### PROBLEM
Give the lines below again exactly, starting with the line that holds "let fmt_layer = tracing_subscriber::fmt::layer().json();" and going on through the line that holds "bind parameters in".

### PROVIDED DATA
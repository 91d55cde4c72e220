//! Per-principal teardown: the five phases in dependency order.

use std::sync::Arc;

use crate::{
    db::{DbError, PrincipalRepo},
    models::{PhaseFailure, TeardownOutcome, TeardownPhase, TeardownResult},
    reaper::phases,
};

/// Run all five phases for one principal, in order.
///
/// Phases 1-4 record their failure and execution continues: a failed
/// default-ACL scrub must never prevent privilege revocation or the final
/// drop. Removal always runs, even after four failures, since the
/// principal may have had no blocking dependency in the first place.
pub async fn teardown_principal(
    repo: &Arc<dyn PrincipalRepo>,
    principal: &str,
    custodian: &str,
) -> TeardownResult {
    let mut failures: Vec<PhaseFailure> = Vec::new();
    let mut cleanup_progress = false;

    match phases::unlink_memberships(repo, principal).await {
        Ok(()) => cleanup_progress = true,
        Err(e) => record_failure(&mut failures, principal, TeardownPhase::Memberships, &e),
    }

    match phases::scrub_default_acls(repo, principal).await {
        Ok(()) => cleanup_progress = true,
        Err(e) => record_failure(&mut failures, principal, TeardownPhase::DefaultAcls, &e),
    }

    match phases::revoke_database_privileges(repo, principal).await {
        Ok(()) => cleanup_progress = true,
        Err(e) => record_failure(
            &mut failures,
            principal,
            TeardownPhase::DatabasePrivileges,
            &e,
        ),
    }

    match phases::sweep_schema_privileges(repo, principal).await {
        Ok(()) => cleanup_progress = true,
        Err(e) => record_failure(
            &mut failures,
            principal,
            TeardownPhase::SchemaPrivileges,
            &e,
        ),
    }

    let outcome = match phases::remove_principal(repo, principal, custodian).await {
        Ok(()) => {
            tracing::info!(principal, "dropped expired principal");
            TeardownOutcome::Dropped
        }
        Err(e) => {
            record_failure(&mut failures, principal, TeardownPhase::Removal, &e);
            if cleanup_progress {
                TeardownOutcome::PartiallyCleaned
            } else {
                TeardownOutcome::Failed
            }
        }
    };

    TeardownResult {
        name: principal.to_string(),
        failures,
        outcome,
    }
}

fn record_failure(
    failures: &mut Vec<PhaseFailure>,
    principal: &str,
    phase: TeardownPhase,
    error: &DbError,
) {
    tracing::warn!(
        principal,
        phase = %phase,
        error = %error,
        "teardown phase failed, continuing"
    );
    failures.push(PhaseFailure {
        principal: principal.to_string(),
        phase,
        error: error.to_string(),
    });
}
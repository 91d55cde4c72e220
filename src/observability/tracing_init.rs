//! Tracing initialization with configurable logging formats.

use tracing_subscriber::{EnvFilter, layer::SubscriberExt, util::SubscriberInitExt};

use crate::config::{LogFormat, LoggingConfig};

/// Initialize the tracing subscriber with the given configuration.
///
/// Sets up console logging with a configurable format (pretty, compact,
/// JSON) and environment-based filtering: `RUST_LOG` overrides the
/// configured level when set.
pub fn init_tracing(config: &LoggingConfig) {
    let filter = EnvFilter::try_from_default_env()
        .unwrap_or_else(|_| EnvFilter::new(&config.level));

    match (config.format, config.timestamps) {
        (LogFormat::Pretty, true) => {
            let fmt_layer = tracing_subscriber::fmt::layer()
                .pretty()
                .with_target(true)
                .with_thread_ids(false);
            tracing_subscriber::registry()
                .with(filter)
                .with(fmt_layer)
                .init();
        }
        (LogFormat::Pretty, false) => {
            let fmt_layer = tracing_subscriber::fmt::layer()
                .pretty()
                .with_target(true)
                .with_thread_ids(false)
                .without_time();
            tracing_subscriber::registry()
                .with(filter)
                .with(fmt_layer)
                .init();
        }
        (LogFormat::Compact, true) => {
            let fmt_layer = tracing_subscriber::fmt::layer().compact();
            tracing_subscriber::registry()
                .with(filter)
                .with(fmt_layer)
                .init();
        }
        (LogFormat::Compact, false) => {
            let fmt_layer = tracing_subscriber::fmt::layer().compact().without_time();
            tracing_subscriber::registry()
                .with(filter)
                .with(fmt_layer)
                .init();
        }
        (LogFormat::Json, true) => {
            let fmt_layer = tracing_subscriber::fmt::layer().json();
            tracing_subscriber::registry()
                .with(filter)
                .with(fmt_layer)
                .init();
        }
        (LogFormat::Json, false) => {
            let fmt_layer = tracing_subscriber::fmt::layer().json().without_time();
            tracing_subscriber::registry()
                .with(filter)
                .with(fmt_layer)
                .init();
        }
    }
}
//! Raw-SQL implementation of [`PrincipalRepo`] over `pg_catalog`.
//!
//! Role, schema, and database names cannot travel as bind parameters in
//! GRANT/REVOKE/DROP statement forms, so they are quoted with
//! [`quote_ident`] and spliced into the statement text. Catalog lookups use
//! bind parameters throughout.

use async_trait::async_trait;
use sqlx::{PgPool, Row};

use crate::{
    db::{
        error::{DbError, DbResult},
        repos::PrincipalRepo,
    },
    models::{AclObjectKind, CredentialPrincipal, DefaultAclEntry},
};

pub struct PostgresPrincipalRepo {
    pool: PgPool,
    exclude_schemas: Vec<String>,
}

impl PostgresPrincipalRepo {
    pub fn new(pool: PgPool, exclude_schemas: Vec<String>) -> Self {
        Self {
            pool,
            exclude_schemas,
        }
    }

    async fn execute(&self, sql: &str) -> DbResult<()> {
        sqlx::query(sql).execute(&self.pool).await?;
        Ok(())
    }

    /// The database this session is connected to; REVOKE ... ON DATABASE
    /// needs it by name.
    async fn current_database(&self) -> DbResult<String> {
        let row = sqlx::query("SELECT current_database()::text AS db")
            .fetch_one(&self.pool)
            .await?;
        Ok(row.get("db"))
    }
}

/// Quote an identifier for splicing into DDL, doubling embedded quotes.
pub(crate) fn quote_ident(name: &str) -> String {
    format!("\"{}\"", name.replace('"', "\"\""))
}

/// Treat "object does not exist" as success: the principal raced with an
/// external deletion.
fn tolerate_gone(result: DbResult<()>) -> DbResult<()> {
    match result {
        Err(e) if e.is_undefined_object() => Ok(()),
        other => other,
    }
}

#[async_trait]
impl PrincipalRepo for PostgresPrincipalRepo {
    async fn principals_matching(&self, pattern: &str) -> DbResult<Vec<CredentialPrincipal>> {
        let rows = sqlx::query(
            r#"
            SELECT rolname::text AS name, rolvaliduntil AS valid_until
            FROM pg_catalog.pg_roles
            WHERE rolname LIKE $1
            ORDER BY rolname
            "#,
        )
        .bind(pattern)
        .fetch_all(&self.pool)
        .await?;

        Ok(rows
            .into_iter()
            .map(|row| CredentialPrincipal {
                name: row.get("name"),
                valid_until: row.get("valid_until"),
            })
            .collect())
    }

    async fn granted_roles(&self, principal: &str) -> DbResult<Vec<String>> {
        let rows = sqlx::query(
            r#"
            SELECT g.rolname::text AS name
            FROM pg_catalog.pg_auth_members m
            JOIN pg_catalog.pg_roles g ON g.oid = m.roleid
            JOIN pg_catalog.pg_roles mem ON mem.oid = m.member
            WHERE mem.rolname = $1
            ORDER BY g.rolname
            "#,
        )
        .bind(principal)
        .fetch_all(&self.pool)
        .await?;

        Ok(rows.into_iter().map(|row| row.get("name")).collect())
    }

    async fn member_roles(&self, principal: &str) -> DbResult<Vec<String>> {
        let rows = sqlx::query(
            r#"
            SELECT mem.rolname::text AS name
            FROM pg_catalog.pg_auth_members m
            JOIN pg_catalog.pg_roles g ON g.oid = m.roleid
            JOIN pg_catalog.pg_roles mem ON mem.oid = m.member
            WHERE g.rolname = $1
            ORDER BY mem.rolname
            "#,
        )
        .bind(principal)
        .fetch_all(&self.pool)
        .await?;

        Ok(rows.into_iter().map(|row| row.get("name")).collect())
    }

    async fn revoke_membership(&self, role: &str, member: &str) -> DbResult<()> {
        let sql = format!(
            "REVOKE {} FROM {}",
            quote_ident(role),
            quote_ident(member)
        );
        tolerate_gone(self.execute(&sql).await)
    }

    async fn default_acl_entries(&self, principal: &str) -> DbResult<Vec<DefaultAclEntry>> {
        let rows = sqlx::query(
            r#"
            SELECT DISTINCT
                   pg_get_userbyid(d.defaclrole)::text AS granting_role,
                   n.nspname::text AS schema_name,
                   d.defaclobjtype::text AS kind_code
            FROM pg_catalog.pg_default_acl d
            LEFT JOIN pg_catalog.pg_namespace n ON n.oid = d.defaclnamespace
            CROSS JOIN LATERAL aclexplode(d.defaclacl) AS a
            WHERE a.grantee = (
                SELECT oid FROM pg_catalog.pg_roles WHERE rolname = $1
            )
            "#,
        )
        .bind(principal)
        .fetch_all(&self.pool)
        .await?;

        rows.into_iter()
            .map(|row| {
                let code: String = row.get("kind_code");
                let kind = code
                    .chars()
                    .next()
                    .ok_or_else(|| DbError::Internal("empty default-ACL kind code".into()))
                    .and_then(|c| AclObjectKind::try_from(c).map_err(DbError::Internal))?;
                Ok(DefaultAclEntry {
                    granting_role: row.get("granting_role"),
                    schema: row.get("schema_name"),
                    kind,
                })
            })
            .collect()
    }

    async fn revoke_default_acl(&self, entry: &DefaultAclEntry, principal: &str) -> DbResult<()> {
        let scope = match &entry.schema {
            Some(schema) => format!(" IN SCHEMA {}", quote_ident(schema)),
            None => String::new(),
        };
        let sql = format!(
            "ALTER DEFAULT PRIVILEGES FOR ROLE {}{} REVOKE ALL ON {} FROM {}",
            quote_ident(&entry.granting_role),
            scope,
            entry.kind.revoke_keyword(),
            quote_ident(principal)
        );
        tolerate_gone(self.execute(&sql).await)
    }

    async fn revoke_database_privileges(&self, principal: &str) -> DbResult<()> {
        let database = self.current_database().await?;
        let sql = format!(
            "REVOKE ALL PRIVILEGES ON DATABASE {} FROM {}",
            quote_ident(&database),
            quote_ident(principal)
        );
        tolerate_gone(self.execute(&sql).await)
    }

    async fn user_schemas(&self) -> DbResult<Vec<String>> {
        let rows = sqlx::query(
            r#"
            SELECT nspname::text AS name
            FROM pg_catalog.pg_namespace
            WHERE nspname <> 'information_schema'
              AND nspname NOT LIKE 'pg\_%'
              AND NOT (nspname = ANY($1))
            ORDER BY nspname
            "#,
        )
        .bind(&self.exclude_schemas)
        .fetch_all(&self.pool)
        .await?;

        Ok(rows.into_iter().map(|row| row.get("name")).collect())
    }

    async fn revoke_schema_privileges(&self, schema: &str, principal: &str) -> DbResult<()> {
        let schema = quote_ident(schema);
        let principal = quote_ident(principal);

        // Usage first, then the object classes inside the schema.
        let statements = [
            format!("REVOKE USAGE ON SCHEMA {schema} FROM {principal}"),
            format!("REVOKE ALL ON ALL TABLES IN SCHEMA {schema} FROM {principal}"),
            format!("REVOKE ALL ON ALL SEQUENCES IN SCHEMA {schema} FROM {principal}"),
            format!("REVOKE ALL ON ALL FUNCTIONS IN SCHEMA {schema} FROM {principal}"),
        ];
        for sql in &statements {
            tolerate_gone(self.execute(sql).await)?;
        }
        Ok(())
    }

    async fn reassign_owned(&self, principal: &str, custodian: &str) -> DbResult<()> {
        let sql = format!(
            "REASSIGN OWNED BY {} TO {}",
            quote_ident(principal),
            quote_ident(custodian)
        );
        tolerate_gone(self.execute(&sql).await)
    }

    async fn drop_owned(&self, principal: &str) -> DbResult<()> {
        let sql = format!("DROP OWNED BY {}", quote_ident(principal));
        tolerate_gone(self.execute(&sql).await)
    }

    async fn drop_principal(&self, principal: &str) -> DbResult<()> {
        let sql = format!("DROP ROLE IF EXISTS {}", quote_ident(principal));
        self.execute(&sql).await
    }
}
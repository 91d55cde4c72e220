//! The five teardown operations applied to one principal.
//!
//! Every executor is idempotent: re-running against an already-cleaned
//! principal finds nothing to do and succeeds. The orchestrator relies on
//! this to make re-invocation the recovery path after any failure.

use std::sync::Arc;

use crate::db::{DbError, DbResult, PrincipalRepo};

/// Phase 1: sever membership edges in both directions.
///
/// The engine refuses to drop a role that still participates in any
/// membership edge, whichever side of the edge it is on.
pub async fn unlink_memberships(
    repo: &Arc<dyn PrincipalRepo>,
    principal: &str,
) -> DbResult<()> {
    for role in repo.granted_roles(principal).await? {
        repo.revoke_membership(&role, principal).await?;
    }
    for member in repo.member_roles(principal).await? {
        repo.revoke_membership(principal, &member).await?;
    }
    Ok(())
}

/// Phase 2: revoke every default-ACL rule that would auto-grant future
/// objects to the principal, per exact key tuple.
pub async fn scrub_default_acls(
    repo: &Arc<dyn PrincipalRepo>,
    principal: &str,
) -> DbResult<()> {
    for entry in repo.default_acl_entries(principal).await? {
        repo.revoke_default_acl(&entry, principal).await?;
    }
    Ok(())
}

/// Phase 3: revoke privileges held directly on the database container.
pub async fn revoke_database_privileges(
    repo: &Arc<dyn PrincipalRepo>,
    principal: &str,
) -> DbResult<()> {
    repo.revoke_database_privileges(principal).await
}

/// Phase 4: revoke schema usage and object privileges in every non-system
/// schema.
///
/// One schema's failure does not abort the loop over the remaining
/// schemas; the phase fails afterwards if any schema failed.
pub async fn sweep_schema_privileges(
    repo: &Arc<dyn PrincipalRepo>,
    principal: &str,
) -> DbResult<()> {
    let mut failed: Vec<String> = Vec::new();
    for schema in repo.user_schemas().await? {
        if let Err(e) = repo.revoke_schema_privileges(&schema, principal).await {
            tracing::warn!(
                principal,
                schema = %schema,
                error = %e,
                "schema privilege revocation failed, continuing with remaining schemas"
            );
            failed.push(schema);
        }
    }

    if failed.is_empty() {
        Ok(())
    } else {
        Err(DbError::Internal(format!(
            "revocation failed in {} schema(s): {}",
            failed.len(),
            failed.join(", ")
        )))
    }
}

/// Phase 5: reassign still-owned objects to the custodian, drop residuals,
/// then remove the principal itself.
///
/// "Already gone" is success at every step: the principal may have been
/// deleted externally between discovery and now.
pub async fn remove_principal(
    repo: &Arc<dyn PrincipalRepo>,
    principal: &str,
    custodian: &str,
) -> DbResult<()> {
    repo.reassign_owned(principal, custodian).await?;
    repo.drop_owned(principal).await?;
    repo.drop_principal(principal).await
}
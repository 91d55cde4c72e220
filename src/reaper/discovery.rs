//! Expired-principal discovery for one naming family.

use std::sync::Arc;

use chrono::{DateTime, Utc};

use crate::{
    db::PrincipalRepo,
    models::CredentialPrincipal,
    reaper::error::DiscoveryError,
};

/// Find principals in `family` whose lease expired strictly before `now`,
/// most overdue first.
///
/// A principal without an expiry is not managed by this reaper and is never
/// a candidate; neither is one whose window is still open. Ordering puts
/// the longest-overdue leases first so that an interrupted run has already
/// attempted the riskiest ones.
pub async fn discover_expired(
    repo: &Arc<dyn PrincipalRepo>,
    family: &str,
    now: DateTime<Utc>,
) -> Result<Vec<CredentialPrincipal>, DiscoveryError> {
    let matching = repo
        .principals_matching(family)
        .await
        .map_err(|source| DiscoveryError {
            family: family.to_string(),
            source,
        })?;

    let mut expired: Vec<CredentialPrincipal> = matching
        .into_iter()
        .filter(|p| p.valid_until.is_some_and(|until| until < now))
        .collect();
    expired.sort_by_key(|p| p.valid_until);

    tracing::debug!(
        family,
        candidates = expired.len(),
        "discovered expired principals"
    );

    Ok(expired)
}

### ANSWER BOX
            let fmt_layer = tracing_subscriber::fmt::layer().json();
            tracing_subscriber::registry()
                .with(filter)
                .with(fmt_layer)
                .init();
        }
        (LogFormat::Json, false) => {
            let fmt_layer = tracing_subscriber::fmt::layer().json().without_time();
            tracing_subscriber::registry()
                .with(filter)
                .with(fmt_layer)
                .init();
        }
    }
}
//! Raw-SQL implementation of [`PrincipalRepo`] over `pg_catalog`.
//!
//! Role, schema, and database names cannot travel as bind parameters in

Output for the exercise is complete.